Up to and including the line with "list_files(folder, &|name| is_scannable_file(name))?", copy the records below exactly from their first line.

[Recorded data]
--*--

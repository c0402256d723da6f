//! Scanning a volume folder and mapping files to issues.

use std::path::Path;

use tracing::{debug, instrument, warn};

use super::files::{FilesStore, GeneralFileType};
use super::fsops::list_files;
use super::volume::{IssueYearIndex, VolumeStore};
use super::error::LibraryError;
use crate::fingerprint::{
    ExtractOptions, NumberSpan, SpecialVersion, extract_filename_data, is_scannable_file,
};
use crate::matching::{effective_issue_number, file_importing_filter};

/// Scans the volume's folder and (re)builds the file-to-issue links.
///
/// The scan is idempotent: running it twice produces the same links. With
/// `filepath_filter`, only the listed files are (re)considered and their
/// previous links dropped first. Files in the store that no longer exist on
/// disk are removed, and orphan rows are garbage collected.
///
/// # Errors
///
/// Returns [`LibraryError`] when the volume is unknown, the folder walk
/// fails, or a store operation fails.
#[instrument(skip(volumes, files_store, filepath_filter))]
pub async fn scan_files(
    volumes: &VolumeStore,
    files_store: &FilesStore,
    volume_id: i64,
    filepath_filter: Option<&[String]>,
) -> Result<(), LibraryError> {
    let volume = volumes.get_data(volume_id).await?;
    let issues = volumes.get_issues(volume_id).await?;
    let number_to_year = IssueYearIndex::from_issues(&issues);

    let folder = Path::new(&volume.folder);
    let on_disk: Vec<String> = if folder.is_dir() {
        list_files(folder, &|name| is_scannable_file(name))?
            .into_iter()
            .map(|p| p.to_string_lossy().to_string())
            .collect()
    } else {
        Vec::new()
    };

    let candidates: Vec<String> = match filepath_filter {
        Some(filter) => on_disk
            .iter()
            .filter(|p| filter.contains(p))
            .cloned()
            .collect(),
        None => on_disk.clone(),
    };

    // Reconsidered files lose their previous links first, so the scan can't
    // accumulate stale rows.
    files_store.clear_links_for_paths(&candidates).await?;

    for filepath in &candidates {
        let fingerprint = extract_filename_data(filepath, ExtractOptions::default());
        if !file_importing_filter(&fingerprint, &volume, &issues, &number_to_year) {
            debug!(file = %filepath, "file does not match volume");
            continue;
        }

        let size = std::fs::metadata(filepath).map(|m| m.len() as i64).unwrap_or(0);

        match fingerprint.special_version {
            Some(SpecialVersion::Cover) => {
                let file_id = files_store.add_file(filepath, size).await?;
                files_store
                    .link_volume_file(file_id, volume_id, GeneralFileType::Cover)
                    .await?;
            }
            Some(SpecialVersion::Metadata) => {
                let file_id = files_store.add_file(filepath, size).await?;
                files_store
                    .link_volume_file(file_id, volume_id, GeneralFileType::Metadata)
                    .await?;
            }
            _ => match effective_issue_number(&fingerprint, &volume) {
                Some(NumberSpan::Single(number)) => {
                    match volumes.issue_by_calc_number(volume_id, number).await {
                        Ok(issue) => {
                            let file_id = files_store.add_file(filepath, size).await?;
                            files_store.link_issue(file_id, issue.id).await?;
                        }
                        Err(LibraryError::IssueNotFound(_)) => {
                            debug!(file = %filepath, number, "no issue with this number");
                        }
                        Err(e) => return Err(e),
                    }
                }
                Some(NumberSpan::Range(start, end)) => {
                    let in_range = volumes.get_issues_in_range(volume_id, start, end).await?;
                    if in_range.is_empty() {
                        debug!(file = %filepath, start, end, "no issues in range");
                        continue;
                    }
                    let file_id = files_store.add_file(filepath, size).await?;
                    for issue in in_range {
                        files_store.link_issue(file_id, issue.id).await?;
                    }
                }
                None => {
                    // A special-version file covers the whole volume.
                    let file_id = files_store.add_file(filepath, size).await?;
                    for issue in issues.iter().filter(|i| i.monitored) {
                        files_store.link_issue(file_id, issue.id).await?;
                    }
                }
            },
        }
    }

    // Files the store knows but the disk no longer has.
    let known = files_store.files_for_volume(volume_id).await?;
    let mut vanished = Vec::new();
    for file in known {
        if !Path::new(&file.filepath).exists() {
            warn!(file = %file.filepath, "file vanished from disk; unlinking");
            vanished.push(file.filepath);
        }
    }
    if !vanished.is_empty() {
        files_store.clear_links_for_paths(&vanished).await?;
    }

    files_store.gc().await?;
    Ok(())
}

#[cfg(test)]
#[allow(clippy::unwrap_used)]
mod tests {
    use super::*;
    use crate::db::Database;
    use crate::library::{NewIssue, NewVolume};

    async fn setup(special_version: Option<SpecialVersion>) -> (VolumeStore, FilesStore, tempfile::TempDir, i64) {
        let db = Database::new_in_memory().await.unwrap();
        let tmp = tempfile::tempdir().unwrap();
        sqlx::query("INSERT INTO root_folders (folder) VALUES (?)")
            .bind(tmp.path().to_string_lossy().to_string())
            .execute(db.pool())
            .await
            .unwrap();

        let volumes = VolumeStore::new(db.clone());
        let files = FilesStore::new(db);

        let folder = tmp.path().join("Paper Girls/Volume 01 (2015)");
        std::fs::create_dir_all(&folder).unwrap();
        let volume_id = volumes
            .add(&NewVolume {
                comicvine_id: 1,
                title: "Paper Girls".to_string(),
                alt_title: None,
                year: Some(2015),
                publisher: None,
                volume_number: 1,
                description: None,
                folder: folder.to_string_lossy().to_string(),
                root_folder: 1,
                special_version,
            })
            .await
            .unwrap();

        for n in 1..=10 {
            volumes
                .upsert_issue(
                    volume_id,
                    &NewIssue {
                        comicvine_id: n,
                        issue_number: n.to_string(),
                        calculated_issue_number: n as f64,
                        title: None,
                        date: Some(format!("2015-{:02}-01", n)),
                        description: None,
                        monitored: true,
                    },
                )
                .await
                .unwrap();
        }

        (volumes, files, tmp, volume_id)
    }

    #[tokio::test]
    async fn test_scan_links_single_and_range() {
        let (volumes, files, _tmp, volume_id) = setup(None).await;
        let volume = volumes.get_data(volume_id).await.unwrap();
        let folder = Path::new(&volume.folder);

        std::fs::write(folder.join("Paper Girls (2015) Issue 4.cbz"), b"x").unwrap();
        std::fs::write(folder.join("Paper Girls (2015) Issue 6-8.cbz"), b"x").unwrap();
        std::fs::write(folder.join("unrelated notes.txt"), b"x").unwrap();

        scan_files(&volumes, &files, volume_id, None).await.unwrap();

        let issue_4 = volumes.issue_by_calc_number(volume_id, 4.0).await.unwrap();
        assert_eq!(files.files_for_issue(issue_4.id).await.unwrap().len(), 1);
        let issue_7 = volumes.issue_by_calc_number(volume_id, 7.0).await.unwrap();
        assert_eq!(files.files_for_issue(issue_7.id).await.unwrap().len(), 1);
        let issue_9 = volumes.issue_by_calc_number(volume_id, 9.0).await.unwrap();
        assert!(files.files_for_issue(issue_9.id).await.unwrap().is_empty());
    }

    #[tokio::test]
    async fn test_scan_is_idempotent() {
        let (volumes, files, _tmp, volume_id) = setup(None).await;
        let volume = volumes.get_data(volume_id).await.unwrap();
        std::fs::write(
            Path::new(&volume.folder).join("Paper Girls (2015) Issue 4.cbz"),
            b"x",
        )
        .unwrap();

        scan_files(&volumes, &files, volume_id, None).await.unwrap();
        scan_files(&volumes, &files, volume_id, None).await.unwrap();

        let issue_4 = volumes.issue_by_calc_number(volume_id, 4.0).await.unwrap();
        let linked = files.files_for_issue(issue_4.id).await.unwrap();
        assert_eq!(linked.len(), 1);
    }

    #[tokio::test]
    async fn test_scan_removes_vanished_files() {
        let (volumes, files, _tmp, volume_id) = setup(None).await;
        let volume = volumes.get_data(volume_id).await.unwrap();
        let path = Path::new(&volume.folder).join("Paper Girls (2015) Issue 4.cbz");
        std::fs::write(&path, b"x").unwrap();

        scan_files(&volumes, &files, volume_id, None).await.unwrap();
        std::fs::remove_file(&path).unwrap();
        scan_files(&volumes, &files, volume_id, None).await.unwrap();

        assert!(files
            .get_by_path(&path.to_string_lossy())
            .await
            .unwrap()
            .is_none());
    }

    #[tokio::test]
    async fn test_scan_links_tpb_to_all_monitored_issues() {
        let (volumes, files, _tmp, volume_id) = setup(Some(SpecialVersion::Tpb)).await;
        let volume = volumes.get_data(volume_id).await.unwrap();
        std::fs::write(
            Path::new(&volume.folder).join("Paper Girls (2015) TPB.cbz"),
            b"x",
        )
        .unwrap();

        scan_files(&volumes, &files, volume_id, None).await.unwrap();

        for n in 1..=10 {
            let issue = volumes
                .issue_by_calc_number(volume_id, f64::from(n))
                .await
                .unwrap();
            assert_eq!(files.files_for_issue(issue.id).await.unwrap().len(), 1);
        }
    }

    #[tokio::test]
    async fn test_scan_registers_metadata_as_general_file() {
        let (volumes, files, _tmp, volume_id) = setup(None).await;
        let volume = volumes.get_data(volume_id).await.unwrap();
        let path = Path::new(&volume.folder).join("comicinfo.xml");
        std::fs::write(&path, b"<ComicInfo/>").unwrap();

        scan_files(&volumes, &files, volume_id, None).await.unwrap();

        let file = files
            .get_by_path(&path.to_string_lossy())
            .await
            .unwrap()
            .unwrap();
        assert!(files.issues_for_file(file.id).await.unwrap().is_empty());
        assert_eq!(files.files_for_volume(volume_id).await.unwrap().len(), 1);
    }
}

--*--

▶ Exercise result:
repository c0402256d723da6f
//! Scanning a volume folder and mapping files to issues.

use std::path::Path;

use tracing::{debug, instrument, warn};

use super::files::{FilesStore, GeneralFileType};
use super::fsops::list_files;
use super::volume::{IssueYearIndex, VolumeStore};
use super::error::LibraryError;
use crate::fingerprint::{
    ExtractOptions, NumberSpan, SpecialVersion, extract_filename_data, is_scannable_file,
};
use crate::matching::{effective_issue_number, file_importing_filter};

/// Scans the volume's folder and (re)builds the file-to-issue links.
///
/// The scan is idempotent: running it twice produces the same links. With
/// `filepath_filter`, only the listed files are (re)considered and their
/// previous links dropped first. Files in the store that no longer exist on
/// disk are removed, and orphan rows are garbage collected.
///
/// # Errors
///
/// Returns [`LibraryError`] when the volume is unknown, the folder walk
/// fails, or a store operation fails.
#[instrument(skip(volumes, files_store, filepath_filter))]
pub async fn scan_files(
    volumes: &VolumeStore,
    files_store: &FilesStore,
    volume_id: i64,
    filepath_filter: Option<&[String]>,
) -> Result<(), LibraryError> {
    let volume = volumes.get_data(volume_id).await?;
    let issues = volumes.get_issues(volume_id).await?;
    let number_to_year = IssueYearIndex::from_issues(&issues);

    let folder = Path::new(&volume.folder);
    let on_disk: Vec<String> = if folder.is_dir() {
        list_files(folder, &|name| is_scannable_file(name))?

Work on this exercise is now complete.